1936 donc…


C’est vrai, c’est une année importante de l’Histoire française. Celle de l’élection du Front Populaire. Ce qui est moins vrai c’est que Julien Duvivier prétendrait avec La Belle Equipe faire un portrait fidèle ou définitif de cette époque.
La Belle équipe n’est pas un film politique, pas un documentaire sur les congés payés, encore moins une prophétie pessimiste de l’utopie socialiste.
Certes le contexte historique y est présent, les références à la guerre d’Espagne, à la République, à l’idéal socialiste évidemment. Mais si ces ingrédients assoient avant tout le réalisme social du film, décrivant à merveille les discours et les aspirations du milieu ouvrier de ces années-là, ils sont pourtant dispensables à l’intrigue principale, qu’on pourrait imaginer se déroulant en toute autre époque ou tout autre lieu.
Car la Belle Equipe dit une chose plus importante que le récit national: Tout immense qu’il soit, il n’est point de bonheur qui ne finisse brisé.


Cette histoire est avant tout celle d’une amitié tragiquement déchue. Celle d’un groupe de camarades qui se rêvent unis pour toujours et que la fatalité, destin ou hasard, va s’acharner à séparer.
Evidemment l’utopie du partage, du bien commun, sont un ciment important de cette amitié. Mais ce n’est pas par là que les fissures, entre eux, apparaîtront.


Ce groupe d’ouvriers au chômage, aux poches vides, logés dans un hôtel miteux, n’ont que leur camaraderie pour se réchauffer. Il faut gueuler sur le petit propriétaire - tout aussi pauvre qu’eux - pour avoir des draps propres et de la lumière après 9 heures. On vit là entassé à 4 ou 5 par pièce…
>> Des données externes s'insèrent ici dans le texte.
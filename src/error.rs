//! Fatal simulation errors.
//!
//! Everything here is raised while a session is being configured. The
//! per-frame step never returns an error: it only runs once the tuning,
//! sprite sheet and arena have been validated.

use std::fmt;

use crate::render::ImageId;

#[derive(Debug)]
pub enum SimError {
    /// A sprite was given no frames to cycle through.
    EmptyAnimation {
        /// Which sprite (for logging).
        sprite: &'static str,
    },

    /// A sprite frame must stay on screen for a positive amount of time.
    NonPositiveFrameDuration { sprite: &'static str, value: f32 },

    /// A tuning value is outside its valid range.
    InvalidTuning {
        /// Name of the field that was rejected.
        name: &'static str,
        value: f32,
    },

    /// Tuning JSON could not be parsed.
    TuningParse(serde_json::Error),

    /// The arena cannot hold the player sprite.
    InvalidArena { width: f32, height: f32 },

    /// An image was referenced before the host finished loading it.
    ResourceNotLoaded { image: ImageId },
}

impl fmt::Display for SimError {
    fn fmt(&self, f: &mut fmt::Formatter<'_>) -> fmt::Result {
        match self {
            SimError::EmptyAnimation { sprite } => {
                write!(f, "sprite '{}' has an empty frame sequence", sprite)
            }
            SimError::NonPositiveFrameDuration { sprite, value } => write!(
                f,
                "sprite '{}' has non-positive frame duration {}",
                sprite, value
            ),
            SimError::InvalidTuning { name, value } => {
                write!(f, "tuning value '{}' is out of range: {}", name, value)
            }
            SimError::TuningParse(err) => write!(f, "failed to parse tuning: {}", err),
            SimError::InvalidArena { width, height } => write!(
                f,
                "arena {}x{} is too small for the player sprite",
                width, height
            ),
            SimError::ResourceNotLoaded { image } => {
                write!(f, "image {:?} referenced before it was loaded", image)
            }
        }
    }
}

impl std::error::Error for SimError {
    fn source(&self) -> Option<&(dyn std::error::Error + 'static)> {
        match self {
            SimError::TuningParse(err) => Some(err),
            _ => None,
        }
    }
}

impl From<serde_json::Error> for SimError {
    fn from(err: serde_json::Error) -> Self {
        SimError::TuningParse(err)
    }
}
La précarité, la fragilité de l’existence sont un thème important du film. Et ce contexte social désargenté n’en est pas seulement responsable. Depuis les fleurs tressées par les ouvrières de la première séquence jusqu’à celles de Pâques qui fleurissent le jour funeste de l’inauguration de la guinguette, cette fragilité est partout présente.


C’est une unique bougie qui s’éteint et nous plonge dans l’obscurité. C’est un billet gagnant de loterie qui aurait pu se perdre mais que la mémoire retrouve miraculeusement. C’est le désir de souliers neufs et brillants chassé par la douleur de les porter. Le bonheur est fugace, il ne peut durer.


Pour la démonstration, nos héros gagneront donc une forte somme d’argent qu’ils décideront de placer ensemble dans l’édification d’une maison commune: une guinguette. Un lieu de fête et d’évasion, de chants et d’amourettes. Ils ont du courage, de l’ambition, de l'honneur. Mais hélas, toutes ces qualités ne seront d'aucun secours quand le vent pernicieux de la discorde viendra souffler.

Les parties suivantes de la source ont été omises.